**Directions for this task:**
The response should be an exact copy of every record.

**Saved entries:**
//! Registry options.

use std::env::VarError;

/// The options for a route registry.
#[derive(Debug, Clone, Default, PartialEq, Eq)]
pub struct RegistryOptions {
    /// Whether accepting a method twice on the same route is ignored.
    ///
    /// By default, methods are appended as-is and a route may end up accepting `GET` twice.
    ///
    /// If `ROUTE_BUILDER_DEDUPLICATE_METHODS` is set in the environment, it will be read and used
    /// when calling `RegistryOptions::from_env`.
    pub deduplicate_methods: bool,
}

/// An error that can occur when trying to get the registry options from the environment.
#[derive(Debug, thiserror::Error)]
pub enum RegistryOptionsFromEnvError {
    /// An environment variable was not unicode.
    #[error("environment variable {name} was not unicode")]
    NotUnicode {
        /// The name of the environment variable.
        name: &'static str,
    },

    /// An environment variable did not hold a boolean.
    #[error("environment variable {name} is not a boolean (was `{value}`)")]
    InvalidBool {
        /// The name of the environment variable.
        name: &'static str,

        /// The value that was attempted to be parsed.
        value: String,
    },
}

impl RegistryOptions {
    /// The environment variable name for method deduplication.
    pub const ROUTE_BUILDER_DEDUPLICATE_METHODS: &'static str = "ROUTE_BUILDER_DEDUPLICATE_METHODS";

    /// Get the registry options from the environment.
    pub fn from_env() -> Result<Self, RegistryOptionsFromEnvError> {
        Self::from_lookup(|name| std::env::var(name))
    }

    /// Get the registry options from an environment-like lookup function.
    pub(crate) fn from_lookup(
        lookup: impl Fn(&'static str) -> Result<String, VarError>,
    ) -> Result<Self, RegistryOptionsFromEnvError> {
        tracing::info!("Reading route registry options from the environment...");

        let name = Self::ROUTE_BUILDER_DEDUPLICATE_METHODS;

        let deduplicate_methods = match lookup(name) {
            Ok(value) if value.is_empty() => None,
            Ok(value) => Some(parse_bool(name, value)?),
            Err(VarError::NotPresent) => None,
            Err(VarError::NotUnicode(_)) => {
                return Err(RegistryOptionsFromEnvError::NotUnicode { name });
            }
        };

        match deduplicate_methods {
            Some(deduplicate_methods) => {
                tracing::info!("{name} was set: method deduplication is {deduplicate_methods}.");
            }
            None => {
                tracing::debug!("{name} was not set: methods are kept as added.");
            }
        }

        Ok(Self {
            deduplicate_methods: deduplicate_methods.unwrap_or_default(),
        })
    }
}

fn parse_bool(name: &'static str, value: String) -> Result<bool, RegistryOptionsFromEnvError> {
    match value.trim().to_ascii_lowercase().as_str() {
        "1" | "true" | "yes" | "on" => Ok(true),
        "0" | "false" | "no" | "off" => Ok(false),
        _ => Err(RegistryOptionsFromEnvError::InvalidBool { name, value }),
    }
}

#[cfg(test)]
mod tests {
    use super::*;

    fn lookup(value: Option<&'static str>) -> impl Fn(&'static str) -> Result<String, VarError> {
        move |name| {
            assert_eq!(name, RegistryOptions::ROUTE_BUILDER_DEDUPLICATE_METHODS);
            value.map(str::to_owned).ok_or(VarError::NotPresent)
        }
    }

    #[test]
    fn test_from_lookup_unset() {
        let options = RegistryOptions::from_lookup(lookup(None)).unwrap();
        assert_eq!(options, RegistryOptions::default());

        let options = RegistryOptions::from_lookup(lookup(Some(""))).unwrap();
        assert!(!options.deduplicate_methods);
    }

    #[test]
    fn test_from_lookup_booleans() {
        for value in ["1", "true", "Yes", " on "] {
            let options = RegistryOptions::from_lookup(lookup(Some(value))).unwrap();
            assert!(options.deduplicate_methods, "{value}");
        }

        for value in ["0", "FALSE", "no", "off"] {
            let options = RegistryOptions::from_lookup(lookup(Some(value))).unwrap();
            assert!(!options.deduplicate_methods, "{value}");
        }
    }

    #[test]
    fn test_from_lookup_invalid() {
        let err = RegistryOptions::from_lookup(lookup(Some("maybe"))).unwrap_err();

        assert_eq!(
            err.to_string(),
            "environment variable ROUTE_BUILDER_DEDUPLICATE_METHODS is not a boolean (was `maybe`)"
        );
    }

    #[test]
    fn test_from_lookup_not_unicode() {
        let err = RegistryOptions::from_lookup(|_| {
            Err(VarError::NotUnicode(std::ffi::OsString::from("x")))
        })
        .unwrap_err();

        assert!(matches!(
            err,
            RegistryOptionsFromEnvError::NotUnicode { .. }
        ));
    }
}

**Worked solution:**
//! Registry options.

use std::env::VarError;

/// The options for a route registry.
#[derive(Debug, Clone, Default, PartialEq, Eq)]
pub struct RegistryOptions {
    /// Whether accepting a method twice on the same route is ignored.
    ///
    /// By default, methods are appended as-is and a route may end up accepting `GET` twice.
    ///
    /// If `ROUTE_BUILDER_DEDUPLICATE_METHODS` is set in the environment, it will be read and used
    /// when calling `RegistryOptions::from_env`.
    pub deduplicate_methods: bool,
}

/// An error that can occur when trying to get the registry options from the environment.
#[derive(Debug, thiserror::Error)]
pub enum RegistryOptionsFromEnvError {
    /// An environment variable was not unicode.
    #[error("environment variable {name} was not unicode")]
    NotUnicode {
        /// The name of the environment variable.
        name: &'static str,
    },

    /// An environment variable did not hold a boolean.
    #[error("environment variable {name} is not a boolean (was `{value}`)")]
    InvalidBool {
        /// The name of the environment variable.
        name: &'static str,

        /// The value that was attempted to be parsed.
        value: String,
    },
}

impl RegistryOptions {
    /// The environment variable name for method deduplication.
    pub const ROUTE_BUILDER_DEDUPLICATE_METHODS: &'static str = "ROUTE_BUILDER_DEDUPLICATE_METHODS";

    /// Get the registry options from the environment.
    pub fn from_env() -> Result<Self, RegistryOptionsFromEnvError> {
        Self::from_lookup(|name| std::env::var(name))
    }

    /// Get the registry options from an environment-like lookup function.
    pub(crate) fn from_lookup(
        lookup: impl Fn(&'static str) -> Result<String, VarError>,
    ) -> Result<Self, RegistryOptionsFromEnvError> {
        tracing::info!("Reading route registry options from the environment...");

        let name = Self::ROUTE_BUILDER_DEDUPLICATE_METHODS;

        let deduplicate_methods = match lookup(name) {
            Ok(value) if value.is_empty() => None,
            Ok(value) => Some(parse_bool(name, value)?),
            Err(VarError::NotPresent) => None,
            Err(VarError::NotUnicode(_)) => {
                return Err(RegistryOptionsFromEnvError::NotUnicode { name });
            }
        };

        match deduplicate_methods {
            Some(deduplicate_methods) => {
                tracing::info!("{name} was set: method deduplication is {deduplicate_methods}.");
            }
            None => {
                tracing::debug!("{name} was not set: methods are kept as added.");
            }
        }

        Ok(Self {
            deduplicate_methods: deduplicate_methods.unwrap_or_default(),
        })
    }
}

fn parse_bool(name: &'static str, value: String) -> Result<bool, RegistryOptionsFromEnvError> {
    match value.trim().to_ascii_lowercase().as_str() {
        "1" | "true" | "yes" | "on" => Ok(true),
        "0" | "false" | "no" | "off" => Ok(false),
        _ => Err(RegistryOptionsFromEnvError::InvalidBool { name, value }),
    }
}

#[cfg(test)]
mod tests {
    use super::*;

    fn lookup(value: Option<&'static str>) -> impl Fn(&'static str) -> Result<String, VarError> {
        move |name| {
            assert_eq!(name, RegistryOptions::ROUTE_BUILDER_DEDUPLICATE_METHODS);
            value.map(str::to_owned).ok_or(VarError::NotPresent)
        }
    }

    #[test]
    fn test_from_lookup_unset() {
        let options = RegistryOptions::from_lookup(lookup(None)).unwrap();
        assert_eq!(options, RegistryOptions::default());

        let options = RegistryOptions::from_lookup(lookup(Some(""))).unwrap();
        assert!(!options.deduplicate_methods);
    }

    #[test]
    fn test_from_lookup_booleans() {
        for value in ["1", "true", "Yes", " on "] {
            let options = RegistryOptions::from_lookup(lookup(Some(value))).unwrap();
            assert!(options.deduplicate_methods, "{value}");
        }

        for value in ["0", "FALSE", "no", "off"] {
            let options = RegistryOptions::from_lookup(lookup(Some(value))).unwrap();
            assert!(!options.deduplicate_methods, "{value}");
        }
    }

    #[test]
    fn test_from_lookup_invalid() {
        let err = RegistryOptions::from_lookup(lookup(Some("maybe"))).unwrap_err();

        assert_eq!(
            err.to_string(),
            "environment variable ROUTE_BUILDER_DEDUPLICATE_METHODS is not a boolean (was `maybe`)"
        );
    }

    #[test]
    fn test_from_lookup_not_unicode() {
        let err = RegistryOptions::from_lookup(|_| {
            Err(VarError::NotUnicode(std::ffi::OsString::from("x")))
        })
        .unwrap_err();

        assert!(matches!(
            err,
            RegistryOptionsFromEnvError::NotUnicode { .. }
        ));
    }
}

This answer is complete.